Seismotectonic model based on comparative study of Coulomb stress change and seismic parameters of Ahar-Varzaghan earthquake doublet

On 11 August 2012, an earthquake doublet (Mw 6.4 and 6.2) occurred near the city of Ahar and Varzaghan, northwest Iran. Both events were only 6 km and 11 minutes apart, producing a surface rupture of about 12 km in length. It occurred on a so far unknown structure having sparse historical and modern seismicity in the area. According to the earthquake interaction phenomenon and stress transfer during the earthquake, the Coulomb stress changes was resolved on four different binary combination of nodal planes of the first and second mainshocks to specify “optimally oriented” nodal planes for defined orientation of the principal axes of the regional stress field and an assumed friction coefficient. Those binary nodal planes were chosen having the best fit to the most positive Coulomb failure stress changes and good correlation with the spatial distribution of the aftershocks greater than 3 for 3 months after the earthquake doublet. The results led to the values of 82°, 89°, and 164° respectively for strike, dip, and rake angles of the first earthquake source fault with right-lateral strike slip mechanism and the values of 7°, 49°, and 31° respectively for strike, dip, and rake angles of the second earthquake source fault with oblique reverse mechanism. There is also an excellent correlation between the spatial variation of b-value before the Ahar-Varzaghan earthquake and the stress increased regions along the optimally oriented source faults.
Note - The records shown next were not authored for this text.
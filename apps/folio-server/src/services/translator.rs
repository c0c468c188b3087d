//! UI string translation.
//!
//! Holds a small built-in message table and the currently selected locale.
//! Lookups fall back to English, then to the message key itself, so a missing
//! translation never breaks a caller.

use parking_lot::RwLock;

const FALLBACK_LOCALE: &str = "en";

fn message(locale: &str, key: &str) -> Option<&'static str> {
    match (locale, key) {
        ("en", "catalog.title") => Some("Library"),
        ("en", "download.pending") => Some("Waiting to download"),
        ("en", "download.done") => Some("Downloaded"),
        ("fr", "catalog.title") => Some("Bibliothèque"),
        ("fr", "download.pending") => Some("En attente de téléchargement"),
        ("fr", "download.done") => Some("Téléchargé"),
        _ => None,
    }
}

pub struct Translator {
    locale: RwLock<String>,
}

impl Translator {
    pub fn new(locale: &str) -> Self {
        Self {
            locale: RwLock::new(locale.to_owned()),
        }
    }

    pub fn locale(&self) -> String {
        self.locale.read().clone()
    }

    pub fn set_locale(&self, locale: &str) {
        *self.locale.write() = locale.to_owned();
    }

    pub fn translate(&self, key: &str) -> String {
        let locale = self.locale.read();
        message(&locale, key)
            .or_else(|| message(FALLBACK_LOCALE, key))
            .map(str::to_owned)
            .unwrap_or_else(|| key.to_owned())
    }
}

impl Default for Translator {
    fn default() -> Self {
        Self::new(FALLBACK_LOCALE)
    }
}

#[cfg(test)]
mod tests {
    use super::*;

    #[test]
    fn translates_in_current_locale_with_fallback() {
        let translator = Translator::default();
        assert_eq!(translator.translate("catalog.title"), "Library");

        translator.set_locale("fr");
        assert_eq!(translator.locale(), "fr");
        assert_eq!(translator.translate("catalog.title"), "Bibliothèque");

        // Locale without a table falls back to English, unknown keys echo.
        translator.set_locale("de");
        assert_eq!(translator.translate("catalog.title"), "Library");
        assert_eq!(translator.translate("no.such.key"), "no.such.key");
    }
}
//! Action serialization for the daemon/UI message channel.
//!
//! The UI shell and the daemon exchange redux-style actions as JSON. The
//! serializer owns the envelope shape so both directions stay symmetric.

use serde::{Deserialize, Serialize};
use serde_json::Value;

#[derive(Clone, Debug, PartialEq, Serialize, Deserialize)]
pub struct Action {
    #[serde(rename = "type")]
    pub kind: String,
    #[serde(default)]
    pub payload: Value,
}

impl Action {
    pub fn new(kind: &str, payload: Value) -> Self {
        Self {
            kind: kind.to_owned(),
            payload,
        }
    }
}

#[derive(Default)]
pub struct ActionSerializer;

impl ActionSerializer {
    pub fn new() -> Self {
        Self
    }

    pub fn serialize(&self, action: &Action) -> Result<String, serde_json::Error> {
        serde_json::to_string(action)
    }

    pub fn deserialize(&self, raw: &str) -> Result<Action, serde_json::Error> {
        serde_json::from_str(raw)
    }
}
The b-value parameter is actually the slope of the Gutenberg-Richter law and depends on tectonics and stress distribution in the region. Based on the Coulomb stress changes calculation, the spatial changes of the b-value before the Ahar-Varzaghan earthquake, the manifestation of the surface rupture caused by the earthquake, field observations, and the dominant trend of afterschocks revealing structural dependency of two source faults, we proposed a restraining bend structure and a complex style of deformation causing the earthquake. The proposed structural model can help to estimate the seismic hazard risk of future potential failure areas.